Prompt >> Could you filter the listing for lines with the word "Into" and return them?

Supplied material >>
//! The editing session: one project plus the views derived from it.
//!
//! `EditorSession` is the single owner of a project's clips, the selection,
//! the playback clock, and the media library. Every mutation goes through a
//! `&mut self` method that re-establishes the cross-component invariants
//! before returning:
//!
//! - the selected clip, if any, exists in the project,
//! - the playhead lies inside `[0, duration]`.

use lc_common::{
    ClipId, EditError, EditResult, EditorConfig, EditorResult, ExportQuality, ProbeError,
    SourceId, TimeCode,
};
use lc_timeline::{Clip, ClipPatch, MediaAsset, PresentationSource, Project, RenderParams};

use crate::media::{probe_asset, MediaLibrary, MediaProbe};
use crate::playback::{PlaybackClock, TickOutcome};
use crate::selection::SelectionState;
use crate::snapshot::ProjectSnapshot;

/// Owned state of one editing session.
#[derive(Clone, Debug)]
pub struct EditorSession {
    project: Project,
    selection: SelectionState,
    playback: PlaybackClock,
    media: MediaLibrary,
    quality: ExportQuality,
    config: EditorConfig,
    is_dirty: bool,
}

impl Default for EditorSession {
    fn default() -> Self {
        Self::new(EditorConfig::default())
    }
}

impl EditorSession {
    /// Create a session after validating `config`.
    pub fn try_new(config: EditorConfig) -> EditorResult<Self> {
        config.validate()?;
        Ok(Self::new(config))
    }

    /// Create a session with an empty project.
    ///
    /// Out-of-range playback or zoom settings are replaced by their defaults
    /// rather than rejected. Use [`try_new`](Self::try_new) to reject them.
    pub fn new(config: EditorConfig) -> Self {
        let project = Project::with_zoom_config(config.project_name.clone(), config.zoom.clone());
        tracing::info!(project = %project.name(), "Editing session created");
        Self {
            project,
            selection: SelectionState::new(),
            playback: PlaybackClock::new(&config.playback),
            media: MediaLibrary::new(),
            quality: config.default_quality,
            config,
            is_dirty: false,
        }
    }

    // -----------------------------------------------------------------------
    // Read access
    // -----------------------------------------------------------------------

    pub fn project(&self) -> &Project {
        &self.project
    }

    pub fn selection(&self) -> &SelectionState {
        &self.selection
    }

    pub fn playback(&self) -> &PlaybackClock {
        &self.playback
    }

    pub fn media(&self) -> &MediaLibrary {
        &self.media
    }

    pub fn config(&self) -> &EditorConfig {
        &self.config
    }

    pub fn quality(&self) -> ExportQuality {
        self.quality
    }

    pub fn is_dirty(&self) -> bool {
        self.is_dirty
    }

    pub fn current_time(&self) -> TimeCode {
        self.playback.current_time
    }

    pub fn selected_clip(&self) -> Option<&Clip> {
        self.selection
            .selected()
            .and_then(|id| self.project.clip(id))
    }

    /// Clip under the playhead.
    pub fn active_clip(&self) -> Option<&Clip> {
        self.project.active_clip_at(self.playback.current_secs())
    }

    /// Render parameters for the playhead position.
    pub fn frame_at_playhead(&self) -> Option<RenderParams> {
        self.project.render_params_at(self.playback.current_secs())
    }

    pub fn snapshot(&self) -> ProjectSnapshot {
        ProjectSnapshot::capture(self)
    }

    // -----------------------------------------------------------------------
    // Project metadata
    // -----------------------------------------------------------------------

    /// Mark the project as having unsaved changes.
    pub fn mark_dirty(&mut self) {
        if !self.is_dirty {
            self.is_dirty = true;
            tracing::debug!(project = %self.project.name(), "Project marked as dirty");
        }
    }

    /// Mark the project as saved (no unsaved changes).
    pub fn mark_clean(&mut self) {
        if self.is_dirty {
            self.is_dirty = false;
            tracing::debug!(project = %self.project.name(), "Project marked as clean");
        }
    }

    pub fn rename_project(&mut self, name: impl Into<String>) {
        self.project.rename(name);
        self.mark_dirty();
    }

    pub fn set_quality(&mut self, quality: ExportQuality) {
        self.quality = quality;
        tracing::debug!(%quality, "Export quality set");
    }

    // -----------------------------------------------------------------------
    // Media
    // -----------------------------------------------------------------------

    /// Probe a source and record it in the media library.
    ///
    /// The probe runs while `self` is borrowed; when the session sits behind
    /// a `SessionHandle`, call [`probe_asset`] first and then
    /// [`register_media`](Self::register_media) so the lock is not held
    /// during I/O.
    pub fn import_media(
        &mut self,
        probe: &dyn MediaProbe,
        source_id: SourceId,
        name: impl Into<String>,
    ) -> Result<MediaAsset, ProbeError> {
        let asset = probe_asset(probe, source_id, name)?;
        self.register_media(&asset);
        Ok(asset)
    }

    pub fn register_media(&mut self, asset: &MediaAsset) {
        self.media.insert(asset);
    }

    /// Look up a library entry and place it on the timeline.
    pub fn add_media_clip(
        &mut self,
        source_id: &SourceId,
        position: f64,
    ) -> Result<ClipId, ProbeError> {
        let asset = self
            .media
            .find(source_id)
            .ok_or_else(|| ProbeError::Unavailable {
                source_id: source_id.clone(),
                reason: "not in media library".to_string(),
            })?
            .asset()?;
        Ok(self.add_clip(&asset, position))
    }

    // -----------------------------------------------------------------------
    // Clip editing
    // -----------------------------------------------------------------------

    pub fn add_clip(&mut self, asset: &MediaAsset, position: f64) -> ClipId {
        let clip_id = self.project.add_clip(asset, position);
        self.after_edit();
        clip_id
    }

    /// Place an asset at the playhead, or at the end of the timeline when
    /// the playhead is at 0.
    pub fn add_clip_at_playhead(&mut self, asset: &MediaAsset) -> ClipId {
        let playhead = self.playback.current_secs();
        let position = if playhead > 0.0 {
            playhead
        } else {
            self.project.duration()
        };
        self.add_clip(asset, position)
    }

    pub fn move_clip(&mut self, clip_id: ClipId, new_position: f64) -> EditResult<()> {
        self.project.move_clip(clip_id, new_position)?;
        self.after_edit();
        Ok(())
    }

    pub fn update_clip(&mut self, clip_id: ClipId, patch: &ClipPatch) -> EditResult<&Clip> {
        self.project.update_clip(clip_id, patch)?;
        self.mark_dirty();
        self.project
            .clip(clip_id)
            .ok_or(EditError::NotFound { clip_id })
    }

    /// Delete a clip. Clears the selection in the same call if it pointed at
    /// the deleted clip.
    pub fn delete_clip(&mut self, clip_id: ClipId) -> EditResult<Clip> {
        let clip = self.project.delete_clip(clip_id)?;
        if self.selection.is_selected(clip_id) {
            self.selection.clear();
        }
        self.after_edit();
        Ok(clip)
    }

    /// Delete the selected clip. `Ok(None)` when nothing is selected.
    pub fn delete_selected(&mut self) -> EditResult<Option<Clip>> {
        match self.selection.selected() {
            Some(clip_id) => self.delete_clip(clip_id).map(Some),
            None => Ok(None),
        }
    }

    /// Split a clip at timeline time `at`. A selected clip that gets split
    /// no longer exists, so the selection is cleared.
    pub fn split_clip(&mut self, clip_id: ClipId, at: f64) -> EditResult<(ClipId, ClipId)> {
        let halves = self.project.split_clip(clip_id, at)?;
        self.after_edit();
        Ok(halves)
    }

    /// Split the selected clip at the playhead. `Ok(None)` when nothing is
    /// selected.
    pub fn split_selected_at_playhead(&mut self) -> EditResult<Option<(ClipId, ClipId)>> {
        let Some(clip_id) = self.selection.selected() else {
            return Ok(None);
        };
        let at = self.playback.current_secs();
        self.split_clip(clip_id, at).map(Some)
    }

    // -----------------------------------------------------------------------
    // Selection
    // -----------------------------------------------------------------------

    pub fn select_clip(&mut self, clip_id: Option<ClipId>) {
        self.selection.select(&self.project, clip_id);
    }

    pub fn toggle_clip_selection(&mut self, clip_id: ClipId) {
        self.selection.toggle(&self.project, clip_id);
    }

    pub fn clear_selection(&mut self) {
        self.selection.clear();
    }

    // -----------------------------------------------------------------------
    // Playback
    // -----------------------------------------------------------------------

    pub fn play(&mut self) -> EditResult<()> {
        self.playback.play(self.project.len())
    }

    pub fn pause(&mut self) {
        self.playback.pause();
    }

    pub fn toggle_play_pause(&mut self) -> EditResult<()> {
        self.playback.toggle_play_pause(self.project.len())
    }

    /// Advance the clock by one step against the current duration.
    pub fn tick(&mut self) -> TickOutcome {
        self.playback.tick(self.project.duration())
    }

    pub fn seek(&mut self, time: f64) {
        self.playback.seek(time, self.project.duration());
    }

    /// Seek to the time under a horizontal timeline offset.
    pub fn seek_to_pixel(&mut self, x: f64) {
        let time = self.project.time_at_pixel(x);
        self.seek(time);
    }

    pub fn skip_back(&mut self) {
        self.playback.skip_back(self.project.duration());
    }

    pub fn skip_forward(&mut self) {
        self.playback.skip_forward(self.project.duration());
    }

    // -----------------------------------------------------------------------
    // Zoom
    // -----------------------------------------------------------------------

    pub fn set_zoom(&mut self, zoom: f64) -> f64 {
        self.project.set_zoom(zoom)
    }

    pub fn zoom_in(&mut self) -> f64 {
        self.project.zoom_in()
    }

    pub fn zoom_out(&mut self) -> f64 {
        self.project.zoom_out()
    }

    // -----------------------------------------------------------------------
    // Internal helpers
    // -----------------------------------------------------------------------

    fn after_edit(&mut self) {
        self.selection.retain_valid(&self.project);
        self.playback.clamp_to(self.project.duration());
        self.mark_dirty();
    }
}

Output of the exercise >>
    pub fn rename_project(&mut self, name: impl Into<String>) {
        name: impl Into<String>,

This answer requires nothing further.